Nuit Blanche: Fast, simple and accurate handwritten digit classification using extreme learning machines with shaped input-weights

Friday, January 09, 2015

Fast, simple and accurate handwritten digit classification using extreme learning machines with shaped input-weights

I first heard about Extreme Learning Machines from a presentation at the Paris Machine Learning Meetup #6 Season 1 on Botnet detection by Joseph Ghafari (a resource for this approach can be found here). These constructions are essentially nonlinear functions of random linear projections.
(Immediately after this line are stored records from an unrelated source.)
//! HTTP transport for the inventory server.
//!
//! Every call resolves to a [`CallOutcome`]; nothing here interprets status
//! codes beyond success vs. failure. Interpretation lives in `classify`.

use anyhow::{Context, Result};
use reqwest::{Method, RequestBuilder, Response};
use secrecy::{ExposeSecret, SecretString};
use serde::de::DeserializeOwned;

use crate::classify::{CallOutcome, Failure};
use crate::config::Config;

const USER_AGENT: &str = concat!("sweets/", env!("CARGO_PKG_VERSION"));

/// Thin wrapper over a configured HTTP client and the server base path.
#[derive(Debug, Clone)]
pub struct ApiClient {
    http: reqwest::Client,
    base_url: String,
}

impl ApiClient {
    /// Builds a client from resolved configuration.
    ///
    /// # Errors
    /// Returns an error if the base URL is invalid or the HTTP client cannot
    /// be constructed.
    pub fn from_config(config: &Config) -> Result<Self> {
        let base_url = config.resolve_base_url()?;
        Self::new(base_url, config.request_timeout())
    }

    /// Builds a client for an explicit base path.
    ///
    /// # Errors
    /// Returns an error if the HTTP client cannot be constructed.
    pub fn new(base_url: impl Into<String>, timeout: Option<std::time::Duration>) -> Result<Self> {
        let mut builder = reqwest::Client::builder().user_agent(USER_AGENT);
        if let Some(timeout) = timeout {
            builder = builder.timeout(timeout);
        }
        let http = builder.build().context("Failed to build HTTP client")?;

        Ok(Self {
            http,
            base_url: base_url.into().trim_end_matches('/').to_string(),
        })
    }

    pub fn base_url(&self) -> &str {
        &self.base_url
    }

    /// Joins a relative path (e.g. `sweets/3/`) onto the base path.
    pub fn endpoint(&self, path: &str) -> String {
        format!("{}/{}", self.base_url, path.trim_start_matches('/'))
    }

    /// Starts a request, attaching the bearer credential when given.
    pub(crate) fn request(
        &self,
        method: Method,
        path: &str,
        credential: Option<&SecretString>,
    ) -> RequestBuilder {
        let builder = self.http.request(method, self.endpoint(path));
        match credential {
            Some(token) => builder.bearer_auth(token.expose_secret()),
            None => builder,
        }
    }

    /// Sends a request and decodes a successful response as `T`.
    pub(crate) async fn send<T: FromResponse>(&self, request: RequestBuilder) -> CallOutcome<T> {
        let response = match request.send().await {
            Ok(response) => response,
            Err(e) => return CallOutcome::Failure(classify_reqwest_error(&e)),
        };

        let status = response.status();
        if !status.is_success() {
            let body = response.text().await.unwrap_or_default();
            return CallOutcome::Failure(Failure::status(status.as_u16(), body));
        }

        match T::from_response(response).await {
            Ok(value) => CallOutcome::Success(value),
            Err(failure) => CallOutcome::Failure(failure),
        }
    }
}

/// Decodes a successful response body.
pub(crate) trait FromResponse: Sized {
    async fn from_response(response: Response) -> Result<Self, Failure>;
}

/// JSON payload.
pub(crate) struct Json<T>(pub T);

impl<T: DeserializeOwned> FromResponse for Json<T> {
    async fn from_response(response: Response) -> Result<Self, Failure> {
        let text = response.text().await.map_err(|e| classify_reqwest_error(&e))?;
        serde_json::from_str(&text)
            .map(Json)
            .map_err(|e| Failure::unexpected(format!("Malformed response payload: {e}")))
    }
}

/// Body ignored; only the success status matters.
pub(crate) struct NoContent;

impl FromResponse for NoContent {
    async fn from_response(_response: Response) -> Result<Self, Failure> {
        Ok(NoContent)
    }
}

/// Raw text payload, e.g. a CSV document.
pub(crate) struct Text(pub String);

impl FromResponse for Text {
    async fn from_response(response: Response) -> Result<Self, Failure> {
        response
            .text()
            .await
            .map(Text)
            .map_err(|e| classify_reqwest_error(&e))
    }
}

/// Maps transport errors to failures. Anything that means "no answer from
/// the server" becomes `NoResponse`; a response that broke off mid-body was
/// still received and stays `Unexpected`.
fn classify_reqwest_error(e: &reqwest::Error) -> Failure {
    if e.is_timeout() {
        Failure::no_response(format!("Request timed out: {e}"))
    } else if e.is_connect() {
        Failure::no_response(format!("Connection failed: {e}"))
    } else if e.is_request() {
        Failure::no_response(format!("Request error: {e}"))
    } else {
        Failure::unexpected(format!("Transport error: {e}"))
    }
}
Today, we have a paper that aims at showing how one/few iterations of these functions can provide similar results as deep neural networks.
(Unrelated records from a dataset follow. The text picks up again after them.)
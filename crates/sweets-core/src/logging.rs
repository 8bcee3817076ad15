//! File logging setup.
//!
//! Logs go to `<base>/logs/sweets.log` so command output on stdout stays
//! clean. Filter resolution order: `SWEETS_LOG` env, `log_level` config, `warn`.

use std::fs;

use anyhow::{Context, Result};
use tracing_appender::non_blocking::WorkerGuard;
use tracing_subscriber::layer::SubscriberExt;
use tracing_subscriber::util::SubscriberInitExt;
use tracing_subscriber::{EnvFilter, fmt};

use crate::config::{Config, paths};

/// Environment variable holding an `EnvFilter` directive.
pub const LOG_ENV: &str = "SWEETS_LOG";

const LOG_FILE: &str = "sweets.log";
const DEFAULT_DIRECTIVE: &str = "warn";

/// Installs the global subscriber.
///
/// The returned guard flushes buffered lines on drop; hold it for the
/// lifetime of the process.
///
/// # Errors
/// Returns an error if the log directory cannot be created or a subscriber
/// is already installed.
pub fn init(config: &Config) -> Result<WorkerGuard> {
    let directive = resolve_directive(std::env::var(LOG_ENV).ok(), config.log_level.as_deref());
    let filter = EnvFilter::try_new(&directive).unwrap_or_else(|e| {
        eprintln!("Warning: ignoring invalid log filter '{directive}': {e}");
        EnvFilter::new(DEFAULT_DIRECTIVE)
    });

    let dir = paths::logs_dir();
    fs::create_dir_all(&dir)
        .with_context(|| format!("Failed to create log directory {}", dir.display()))?;

    let appender = tracing_appender::rolling::never(&dir, LOG_FILE);
    let (writer, guard) = tracing_appender::non_blocking(appender);

    tracing_subscriber::registry()
        .with(filter)
        .with(fmt::layer().with_writer(writer).with_ansi(false))
        .try_init()
        .context("Failed to install log subscriber")?;

    Ok(guard)
}

fn resolve_directive(env_value: Option<String>, config_value: Option<&str>) -> String {
    env_value
        .filter(|v| !v.trim().is_empty())
        .or_else(|| {
            config_value
                .filter(|v| !v.trim().is_empty())
                .map(str::to_string)
        })
        .unwrap_or_else(|| DEFAULT_DIRECTIVE.to_string())
}
//! CLI command handlers.

pub mod auth;
pub mod config;
pub mod sweets;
Fast, simple and accurate handwritten digit classification using extreme learning machines with shaped input-weights by Mark D. McDonnell, Migel D. Tissera, André van Schaik, Jonathan Tapson

Deep networks have inspired a renaissance in neural network use, and are becoming the default option for difficult tasks on large datasets. In this report we show that published deep network results on the MNIST handwritten digit dataset can straightforwardly be replicated (error rates below 1%, without use of any distortions) with shallow 'Extreme Learning Machine' (ELM) networks, with a very rapid training time (~10 minutes). When we used distortions of the training set we obtained error rates below 0.6%. To achieve this performance, we introduce several methods for enhancing ELM implementation, which individually and in combination can significantly improve performance, to the point where it is nearly indistinguishable from deep network performance. The main innovation is to ensure each hidden-unit operates only on a randomly sized and positioned patch of each image. This form of random 'receptive field' sampling of the input ensures the input weight matrix is sparse, with about 90 percent of weights equal to zero, which is a potential advantage for hardware implementations. Furthermore, combining our methods with a small number of iterations of a single-batch backpropagation method can significantly reduce the number of hidden-units required to achieve a particular performance. Our close to state-of-the-art results for MNIST suggest that the ease of use and accuracy of ELM should cause it to be given greater consideration as an alternative to deep networks applied to more challenging datasets.